1話 「帰郷」
「リュウトよ、このまま街道付近の出口に行く道でいいんだな。」
俺たちはアキを先頭にして迷いの森を抜けようとしていた。
「ああ、それで頼む。」
ここまで来る途中何度か魔物に襲われたが、心配していたほどにはアキの動きは悪くなく、俺の予想以上の速度で慣れてきているようだ。・・・それが良いことかどうかはおいておくとしてな。
「リュウト・・・一つ聞いてよいか? そなたは魔物を斬る度に辛そうな顔をする。いや、それ自体は非難せんが・・・そなたは何ゆえに戦うのだ・・・。」
あ、リュウトが黙り込んじゃった。私・・・聞いたらいけないこと聞いちゃったかな? そうよね、会ってまだ間もないのにそんな立ち入ったこと聞いちゃったら・・・そんな奴と一緒にいられないとか思われちゃうのかな。
「あ、いや・・・すまぬ。答えたくないのなら忘れてくれ。ちょっとした興味に過ぎんのだ。」
「ん? ああ、別に答えたくないわけじゃないさ。なんていうべきかなって考えてただけだ。言葉にしてしまえば大したことじゃないんだがな・・・どうせ寄るつもりだったし実際見てもらったほうがいいだろう。」
よ、よかった。嫌われたわけじゃないのね。・・・って仲間だからよ! 仲間に嫌われるなんてやだって言うだけなんだからね!・・・私、誰に言い訳してるんだろ。
ここは迷いの森の出口、街道付近の草原にある小さな孤児院。
キャキャと笑いながら二人の子供が転げまわっている。

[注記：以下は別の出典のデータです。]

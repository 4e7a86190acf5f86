//! Expression grammar.
//!
//! Precedence, lowest first: inline `if`, `or`, `and`, `not`, comparisons,
//! additive (`+ - ~`), multiplicative (`* / // %`), `**`, unary sign,
//! filters (`|`), then attribute access, subscripts and calls.

use super::ast::{BinOp, CmpOp, Expr, ExprKind, Literal, UnaryOp};
use super::{ParseError, Parser, unexpected};
use crate::lexer::{Pos, TokenKind};

type Arguments = (Vec<Expr>, Vec<(String, Expr)>);

impl Parser<'_> {
    /// Parse a full expression at the lowest precedence level.
    pub fn parse_expression(&mut self) -> Result<Expr, ParseError> {
        self.parse_inline_if()
    }

    fn parse_inline_if(&mut self) -> Result<Expr, ParseError> {
        let body = self.parse_or()?;
        if !self.skip_name("if") {
            return Ok(body);
        }
        let cond = self.parse_or()?;
        let otherwise = if self.skip_name("else") {
            Some(Box::new(self.parse_inline_if()?))
        } else {
            None
        };
        let pos = body.pos;
        Ok(Expr::new(
            ExprKind::InlineIf {
                cond: Box::new(cond),
                body: Box::new(body),
                otherwise,
            },
            pos,
        ))
    }

    fn parse_or(&mut self) -> Result<Expr, ParseError> {
        let mut left = self.parse_and()?;
        while self.skip_name("or") {
            let right = self.parse_and()?;
            left = binary(BinOp::Or, left, right);
        }
        Ok(left)
    }

    fn parse_and(&mut self) -> Result<Expr, ParseError> {
        let mut left = self.parse_not()?;
        while self.skip_name("and") {
            let right = self.parse_not()?;
            left = binary(BinOp::And, left, right);
        }
        Ok(left)
    }

    fn parse_not(&mut self) -> Result<Expr, ParseError> {
        let pos = self.peek().pos;
        if self.skip_name("not") {
            let operand = self.parse_not()?;
            return Ok(unary(UnaryOp::Not, operand, pos));
        }
        self.parse_compare()
    }

    fn parse_compare(&mut self) -> Result<Expr, ParseError> {
        let first = self.parse_additive()?;
        let mut rest = Vec::new();
        loop {
            let op = match &self.peek().kind {
                TokenKind::Op("==") => CmpOp::Eq,
                TokenKind::Op("!=") => CmpOp::Ne,
                TokenKind::Op("<") => CmpOp::Lt,
                TokenKind::Op("<=") => CmpOp::Le,
                TokenKind::Op(">") => CmpOp::Gt,
                TokenKind::Op(">=") => CmpOp::Ge,
                TokenKind::Name(name) if name == "in" => CmpOp::In,
                TokenKind::Name(name) if name == "not" && self.peek_at(1).is_name("in") => {
                    CmpOp::NotIn
                }
                _ => break,
            };
            self.next_token();
            if op == CmpOp::NotIn {
                self.next_token();
            }
            rest.push((op, self.parse_additive()?));
        }

        if rest.is_empty() {
            return Ok(first);
        }
        let pos = first.pos;
        Ok(Expr::new(
            ExprKind::Compare {
                first: Box::new(first),
                rest,
            },
            pos,
        ))
    }

    fn parse_additive(&mut self) -> Result<Expr, ParseError> {
        let mut left = self.parse_multiplicative()?;
        loop {
            let op = match self.peek().kind {
                TokenKind::Op("+") => BinOp::Add,
                TokenKind::Op("-") => BinOp::Sub,
                TokenKind::Op("~") => BinOp::Concat,
                _ => return Ok(left),
            };
            self.next_token();
            let right = self.parse_multiplicative()?;
            left = binary(op, left, right);
        }
    }

    fn parse_multiplicative(&mut self) -> Result<Expr, ParseError> {
        let mut left = self.parse_pow()?;
        loop {
            let op = match self.peek().kind {
                TokenKind::Op("*") => BinOp::Mul,
                TokenKind::Op("/") => BinOp::Div,
                TokenKind::Op("//") => BinOp::FloorDiv,
                TokenKind::Op("%") => BinOp::Mod,
                _ => return Ok(left),
            };
            self.next_token();
            let right = self.parse_pow()?;
            left = binary(op, left, right);
        }
    }

    fn parse_pow(&mut self) -> Result<Expr, ParseError> {
        let mut left = self.parse_unary()?;
        while self.skip_op("**") {
            let right = self.parse_unary()?;
            left = binary(BinOp::Pow, left, right);
        }
        Ok(left)
    }

    fn parse_unary(&mut self) -> Result<Expr, ParseError> {
        let pos = self.peek().pos;
        if self.skip_op("-") {
            let operand = self.parse_unary()?;
            return Ok(unary(UnaryOp::Neg, operand, pos));
        }
        if self.skip_op("+") {
            let operand = self.parse_unary()?;
            return Ok(unary(UnaryOp::Pos, operand, pos));
        }
        self.parse_filter()
    }

    fn parse_filter(&mut self) -> Result<Expr, ParseError> {
        let mut target = self.parse_postfix()?;
        while self.skip_op("|") {
            let (name, pos) = self.parse_filter_name()?;
            let (args, kwargs) = if self.peek().is_op("(") {
                self.parse_arguments()?
            } else {
                (Vec::new(), Vec::new())
            };
            target = Expr::new(
                ExprKind::Filter {
                    name,
                    target: Box::new(target),
                    args,
                    kwargs,
                },
                pos,
            );
        }
        Ok(target)
    }

    /// A filter name, optionally dotted (`ns.filter`).
    pub(super) fn parse_filter_name(&mut self) -> Result<(String, Pos), ParseError> {
        let (mut name, pos) = self.expect_name()?;
        while self.peek().is_op(".") && matches!(self.peek_at(1).kind, TokenKind::Name(_)) {
            self.next_token();
            let (part, _) = self.expect_name()?;
            name.push('.');
            name.push_str(&part);
        }
        Ok((name, pos))
    }

    fn parse_postfix(&mut self) -> Result<Expr, ParseError> {
        let mut expr = self.parse_primary()?;
        loop {
            let pos = self.peek().pos;
            if self.skip_op(".") {
                let token = self.next_token();
                let kind = match token.kind {
                    TokenKind::Name(name) => ExprKind::GetAttr {
                        target: Box::new(expr),
                        name,
                    },
                    TokenKind::Int(index) => ExprKind::GetItem {
                        target: Box::new(expr),
                        key: Box::new(Expr::new(
                            ExprKind::Literal(Literal::Int(index)),
                            token.pos,
                        )),
                    },
                    other => return Err(unexpected("an attribute name", &other, token.pos)),
                };
                expr = Expr::new(kind, pos);
            } else if self.skip_op("[") {
                let key = self.parse_expression()?;
                self.expect_op("]")?;
                expr = Expr::new(
                    ExprKind::GetItem {
                        target: Box::new(expr),
                        key: Box::new(key),
                    },
                    pos,
                );
            } else if self.peek().is_op("(") {
                let (args, kwargs) = self.parse_arguments()?;
                expr = Expr::new(
                    ExprKind::FunCall {
                        callee: Box::new(expr),
                        args,
                        kwargs,
                    },
                    pos,
                );
            } else {
                return Ok(expr);
            }
        }
    }

    fn parse_primary(&mut self) -> Result<Expr, ParseError> {
        let token = self.next_token();
        let pos = token.pos;
        let kind = match token.kind {
            TokenKind::Name(name) => match name.as_str() {
                "true" | "True" => ExprKind::Literal(Literal::Bool(true)),
                "false" | "False" => ExprKind::Literal(Literal::Bool(false)),
                "none" | "None" => ExprKind::Literal(Literal::None),
                _ => ExprKind::Symbol(name),
            },
            TokenKind::String(value) => ExprKind::Literal(Literal::String(value)),
            TokenKind::Int(value) => ExprKind::Literal(Literal::Int(value)),
            TokenKind::Float(value) => ExprKind::Literal(Literal::Float(value)),
            TokenKind::Op("(") => return self.parse_group(pos),
            TokenKind::Op("[") => ExprKind::Array(self.parse_list("]")?),
            TokenKind::Op("{") => self.parse_dict()?,
            other => return Err(unexpected("an expression", &other, pos)),
        };
        Ok(Expr::new(kind, pos))
    }

    /// `(expr)` is a group, `(a, b)` and `()` are tuples.
    fn parse_group(&mut self, pos: Pos) -> Result<Expr, ParseError> {
        if self.skip_op(")") {
            return Ok(Expr::new(ExprKind::Array(Vec::new()), pos));
        }
        let first = self.parse_expression()?;
        if self.skip_op(",") {
            let mut items = vec![first];
            items.extend(self.parse_list(")")?);
            return Ok(Expr::new(ExprKind::Array(items), pos));
        }
        self.expect_op(")")?;
        Ok(Expr::new(ExprKind::Group(Box::new(first)), pos))
    }

    /// Comma-separated expressions up to `close`, trailing comma allowed.
    fn parse_list(&mut self, close: &str) -> Result<Vec<Expr>, ParseError> {
        let mut items = Vec::new();
        loop {
            if self.skip_op(close) {
                return Ok(items);
            }
            items.push(self.parse_expression()?);
            if !self.skip_op(",") {
                self.expect_op(close)?;
                return Ok(items);
            }
        }
    }

    fn parse_dict(&mut self) -> Result<ExprKind, ParseError> {
        let mut pairs = Vec::new();
        loop {
            if self.skip_op("}") {
                return Ok(ExprKind::Dict(pairs));
            }
            let mut key = self.parse_expression()?;
            // Bare names are keys, not lookups: `{ a: 1 }`
            if let ExprKind::Symbol(name) = &key.kind {
                key.kind = ExprKind::Literal(Literal::String(name.clone()));
            }
            self.expect_op(":")?;
            let value = self.parse_expression()?;
            pairs.push((key, value));
            if !self.skip_op(",") {
                self.expect_op("}")?;
                return Ok(ExprKind::Dict(pairs));
            }
        }
    }

    /// Parse a parenthesized argument list with positional and keyword
    /// arguments: `(a, b, key=value)`.
    pub fn parse_arguments(&mut self) -> Result<Arguments, ParseError> {
        self.expect_op("(")?;
        let mut args = Vec::new();
        let mut kwargs = Vec::new();
        loop {
            if self.skip_op(")") {
                return Ok((args, kwargs));
            }
            let keyword = match &self.peek().kind {
                TokenKind::Name(name) if self.peek_at(1).is_op("=") => Some(name.clone()),
                _ => None,
            };
            match keyword {
                Some(name) => {
                    self.next_token();
                    self.next_token();
                    kwargs.push((name, self.parse_expression()?));
                }
                None => args.push(self.parse_expression()?),
            }
            if !self.skip_op(",") {
                self.expect_op(")")?;
                return Ok((args, kwargs));
            }
        }
    }
}

fn binary(op: BinOp, left: Expr, right: Expr) -> Expr {
    let pos = left.pos;
    Expr::new(
        ExprKind::BinOp {
            op,
            left: Box::new(left),
            right: Box::new(right),
        },
        pos,
    )
}

fn unary(op: UnaryOp, operand: Expr, pos: Pos) -> Expr {
    Expr::new(
        ExprKind::UnaryOp {
            op,
            operand: Box::new(operand),
        },
        pos,
    )
}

そこにやって来たのは
「おお! 相変わらず元気そうだな、ハナにケンタ!」
「あ! リュウト兄ちゃん! お帰りなさ~い!!」
「ねぇねぇリュウトお兄ちゃん?今度はどこに行ってたの?」
声をかけたリュウトに嬉しそうにじゃれる子供二人。
「聞いて驚くなよ~・・・。」
少々自慢げに話そうとしたリュウトだったんだけど、それを遮ったのはパッシーン! という良い音。
私にもリュウトにも気づかれることなく近づいてきた(初めは暗殺者かと思ったわ!)年のころ25歳ぐらいの女性がリュウトを思いっきりひっぱたいたのだ。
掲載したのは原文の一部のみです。